**Excerpted records:**

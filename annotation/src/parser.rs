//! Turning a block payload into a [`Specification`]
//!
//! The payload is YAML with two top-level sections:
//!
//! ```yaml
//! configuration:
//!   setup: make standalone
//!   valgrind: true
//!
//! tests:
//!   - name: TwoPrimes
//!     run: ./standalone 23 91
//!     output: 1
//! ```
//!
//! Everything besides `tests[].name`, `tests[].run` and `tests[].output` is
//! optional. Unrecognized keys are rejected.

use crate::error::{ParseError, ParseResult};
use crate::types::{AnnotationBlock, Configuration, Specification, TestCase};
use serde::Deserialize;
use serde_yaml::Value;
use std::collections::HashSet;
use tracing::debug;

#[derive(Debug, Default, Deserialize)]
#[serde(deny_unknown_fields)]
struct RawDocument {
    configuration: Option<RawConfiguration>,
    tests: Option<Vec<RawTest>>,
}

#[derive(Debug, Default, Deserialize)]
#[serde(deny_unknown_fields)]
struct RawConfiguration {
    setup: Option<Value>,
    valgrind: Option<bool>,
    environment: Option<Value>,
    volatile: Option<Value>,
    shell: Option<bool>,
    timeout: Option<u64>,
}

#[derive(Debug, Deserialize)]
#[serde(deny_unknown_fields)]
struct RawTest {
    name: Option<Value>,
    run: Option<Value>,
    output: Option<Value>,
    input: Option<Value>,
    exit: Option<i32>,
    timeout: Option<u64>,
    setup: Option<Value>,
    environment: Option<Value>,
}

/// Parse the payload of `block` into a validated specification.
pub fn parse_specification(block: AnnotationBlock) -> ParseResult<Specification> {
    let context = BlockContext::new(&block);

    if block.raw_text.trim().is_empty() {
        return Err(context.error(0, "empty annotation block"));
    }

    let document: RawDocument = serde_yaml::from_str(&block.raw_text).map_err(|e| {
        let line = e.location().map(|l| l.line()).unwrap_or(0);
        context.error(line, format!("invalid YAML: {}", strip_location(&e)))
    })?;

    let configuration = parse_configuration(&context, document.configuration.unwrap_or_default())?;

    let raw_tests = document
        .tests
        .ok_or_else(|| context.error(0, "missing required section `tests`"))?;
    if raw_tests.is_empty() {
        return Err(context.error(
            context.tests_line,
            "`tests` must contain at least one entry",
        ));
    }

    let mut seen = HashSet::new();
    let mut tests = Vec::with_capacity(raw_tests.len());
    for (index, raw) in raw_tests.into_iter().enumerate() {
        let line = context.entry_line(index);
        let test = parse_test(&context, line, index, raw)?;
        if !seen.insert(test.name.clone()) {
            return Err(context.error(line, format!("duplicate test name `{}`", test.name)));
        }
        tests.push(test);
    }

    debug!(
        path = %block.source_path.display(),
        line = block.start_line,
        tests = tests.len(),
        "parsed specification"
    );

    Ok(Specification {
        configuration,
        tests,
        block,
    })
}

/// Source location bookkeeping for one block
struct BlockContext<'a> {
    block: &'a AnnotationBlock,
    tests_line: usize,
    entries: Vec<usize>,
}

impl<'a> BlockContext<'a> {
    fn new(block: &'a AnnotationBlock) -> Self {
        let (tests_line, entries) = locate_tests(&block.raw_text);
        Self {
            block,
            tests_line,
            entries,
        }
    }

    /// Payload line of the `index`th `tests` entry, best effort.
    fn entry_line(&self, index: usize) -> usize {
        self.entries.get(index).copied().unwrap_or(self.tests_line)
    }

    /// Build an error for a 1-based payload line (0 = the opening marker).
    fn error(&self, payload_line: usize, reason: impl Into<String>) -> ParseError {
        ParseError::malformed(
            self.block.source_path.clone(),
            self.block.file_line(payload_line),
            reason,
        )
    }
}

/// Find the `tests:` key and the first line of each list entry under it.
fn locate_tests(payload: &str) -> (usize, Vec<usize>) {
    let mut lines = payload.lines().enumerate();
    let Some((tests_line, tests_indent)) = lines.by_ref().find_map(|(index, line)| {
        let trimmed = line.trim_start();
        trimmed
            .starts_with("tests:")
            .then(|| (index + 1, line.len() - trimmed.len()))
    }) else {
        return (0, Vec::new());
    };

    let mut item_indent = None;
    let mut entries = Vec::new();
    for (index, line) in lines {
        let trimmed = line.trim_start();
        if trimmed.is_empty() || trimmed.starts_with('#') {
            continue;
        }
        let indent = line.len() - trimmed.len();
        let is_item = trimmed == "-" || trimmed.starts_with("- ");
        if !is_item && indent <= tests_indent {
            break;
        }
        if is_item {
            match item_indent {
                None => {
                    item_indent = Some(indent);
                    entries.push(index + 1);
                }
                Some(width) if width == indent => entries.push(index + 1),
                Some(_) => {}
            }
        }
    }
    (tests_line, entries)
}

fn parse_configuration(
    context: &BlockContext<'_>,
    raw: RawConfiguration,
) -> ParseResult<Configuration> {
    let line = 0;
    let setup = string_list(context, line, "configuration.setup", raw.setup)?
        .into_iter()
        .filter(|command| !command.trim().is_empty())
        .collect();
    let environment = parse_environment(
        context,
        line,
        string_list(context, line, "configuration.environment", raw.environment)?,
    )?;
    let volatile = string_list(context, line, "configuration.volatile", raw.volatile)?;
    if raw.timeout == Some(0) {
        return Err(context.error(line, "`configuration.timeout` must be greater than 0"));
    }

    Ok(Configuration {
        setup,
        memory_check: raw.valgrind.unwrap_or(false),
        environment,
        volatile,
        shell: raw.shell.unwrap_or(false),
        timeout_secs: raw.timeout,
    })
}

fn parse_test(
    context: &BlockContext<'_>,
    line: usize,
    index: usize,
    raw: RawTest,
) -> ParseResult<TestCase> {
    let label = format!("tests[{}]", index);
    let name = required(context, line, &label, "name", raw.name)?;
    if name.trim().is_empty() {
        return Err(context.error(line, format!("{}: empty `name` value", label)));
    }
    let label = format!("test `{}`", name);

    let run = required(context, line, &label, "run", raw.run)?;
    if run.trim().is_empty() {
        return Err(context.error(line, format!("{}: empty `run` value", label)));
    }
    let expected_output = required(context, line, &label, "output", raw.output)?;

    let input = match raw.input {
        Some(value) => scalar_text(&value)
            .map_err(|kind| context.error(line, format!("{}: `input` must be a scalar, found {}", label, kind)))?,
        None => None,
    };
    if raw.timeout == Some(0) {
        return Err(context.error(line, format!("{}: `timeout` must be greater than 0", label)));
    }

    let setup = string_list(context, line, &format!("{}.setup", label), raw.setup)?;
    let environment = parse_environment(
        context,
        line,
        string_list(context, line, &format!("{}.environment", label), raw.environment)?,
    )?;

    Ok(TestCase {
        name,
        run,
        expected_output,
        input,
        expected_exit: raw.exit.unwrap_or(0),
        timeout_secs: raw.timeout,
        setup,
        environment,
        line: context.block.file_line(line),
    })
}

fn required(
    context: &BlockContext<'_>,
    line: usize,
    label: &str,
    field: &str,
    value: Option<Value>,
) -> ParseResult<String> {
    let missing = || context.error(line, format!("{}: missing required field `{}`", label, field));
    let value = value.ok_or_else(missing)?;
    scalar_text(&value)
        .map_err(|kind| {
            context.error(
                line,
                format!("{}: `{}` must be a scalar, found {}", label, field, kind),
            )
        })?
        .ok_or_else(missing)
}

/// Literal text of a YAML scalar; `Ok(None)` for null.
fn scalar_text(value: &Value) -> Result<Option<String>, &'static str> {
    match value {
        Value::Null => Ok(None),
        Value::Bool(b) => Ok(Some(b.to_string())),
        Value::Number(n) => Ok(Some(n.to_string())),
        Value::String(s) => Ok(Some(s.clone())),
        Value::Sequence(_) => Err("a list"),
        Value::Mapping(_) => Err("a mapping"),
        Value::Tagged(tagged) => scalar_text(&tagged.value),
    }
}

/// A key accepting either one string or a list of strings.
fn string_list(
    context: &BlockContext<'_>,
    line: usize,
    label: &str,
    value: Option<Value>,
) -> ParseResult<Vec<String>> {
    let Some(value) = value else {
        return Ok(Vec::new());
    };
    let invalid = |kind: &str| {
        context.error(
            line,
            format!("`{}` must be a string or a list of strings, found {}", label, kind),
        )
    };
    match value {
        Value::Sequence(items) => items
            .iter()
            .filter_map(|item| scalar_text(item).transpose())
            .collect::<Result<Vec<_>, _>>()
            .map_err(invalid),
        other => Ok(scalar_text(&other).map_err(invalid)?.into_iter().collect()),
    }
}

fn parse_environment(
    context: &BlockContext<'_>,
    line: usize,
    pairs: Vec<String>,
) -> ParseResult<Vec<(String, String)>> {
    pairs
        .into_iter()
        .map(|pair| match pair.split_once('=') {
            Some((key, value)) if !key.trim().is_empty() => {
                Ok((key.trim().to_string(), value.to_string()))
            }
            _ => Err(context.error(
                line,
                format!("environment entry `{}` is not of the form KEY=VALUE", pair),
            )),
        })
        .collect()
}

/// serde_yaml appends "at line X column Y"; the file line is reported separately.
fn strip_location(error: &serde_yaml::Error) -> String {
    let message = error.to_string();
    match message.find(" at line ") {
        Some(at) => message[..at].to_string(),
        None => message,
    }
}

---

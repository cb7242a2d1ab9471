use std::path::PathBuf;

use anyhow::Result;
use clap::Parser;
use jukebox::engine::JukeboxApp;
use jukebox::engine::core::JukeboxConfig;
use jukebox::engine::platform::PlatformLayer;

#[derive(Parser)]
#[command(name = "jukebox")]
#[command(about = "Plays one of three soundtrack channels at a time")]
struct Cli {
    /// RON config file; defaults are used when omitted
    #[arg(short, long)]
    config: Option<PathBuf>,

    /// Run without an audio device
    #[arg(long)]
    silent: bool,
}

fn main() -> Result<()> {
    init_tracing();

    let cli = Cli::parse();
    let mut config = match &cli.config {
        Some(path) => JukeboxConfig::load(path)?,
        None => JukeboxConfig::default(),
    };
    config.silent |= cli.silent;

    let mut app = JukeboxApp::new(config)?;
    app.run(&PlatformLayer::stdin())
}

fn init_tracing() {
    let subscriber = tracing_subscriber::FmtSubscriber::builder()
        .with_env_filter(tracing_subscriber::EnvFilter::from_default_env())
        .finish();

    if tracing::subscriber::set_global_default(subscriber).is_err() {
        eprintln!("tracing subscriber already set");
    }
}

**Task goal:**
Look above for the line with "filename annotation/src/parser.rs" and the line with "pub fn parse_specification(block: AnnotationBlock)". Write out those two lines and all the lines between them, exactly, and no others.

**Response below:**
filename annotation/src/parser.rs
//! Turning a block payload into a [`Specification`]
//!
//! The payload is YAML with two top-level sections:
//!
//! ```yaml
//! configuration:
//!   setup: make standalone
//!   valgrind: true
//!
//! tests:
//!   - name: TwoPrimes
//!     run: ./standalone 23 91
//!     output: 1
//! ```
//!
//! Everything besides `tests[].name`, `tests[].run` and `tests[].output` is
//! optional. Unrecognized keys are rejected.

use crate::error::{ParseError, ParseResult};
use crate::types::{AnnotationBlock, Configuration, Specification, TestCase};
use serde::Deserialize;
use serde_yaml::Value;
use std::collections::HashSet;
use tracing::debug;

#[derive(Debug, Default, Deserialize)]
#[serde(deny_unknown_fields)]
struct RawDocument {
    configuration: Option<RawConfiguration>,
    tests: Option<Vec<RawTest>>,
}

#[derive(Debug, Default, Deserialize)]
#[serde(deny_unknown_fields)]
struct RawConfiguration {
    setup: Option<Value>,
    valgrind: Option<bool>,
    environment: Option<Value>,
    volatile: Option<Value>,
    shell: Option<bool>,
    timeout: Option<u64>,
}

#[derive(Debug, Deserialize)]
#[serde(deny_unknown_fields)]
struct RawTest {
    name: Option<Value>,
    run: Option<Value>,
    output: Option<Value>,
    input: Option<Value>,
    exit: Option<i32>,
    timeout: Option<u64>,
    setup: Option<Value>,
    environment: Option<Value>,
}

/// Parse the payload of `block` into a validated specification.
pub fn parse_specification(block: AnnotationBlock) -> ParseResult<Specification> {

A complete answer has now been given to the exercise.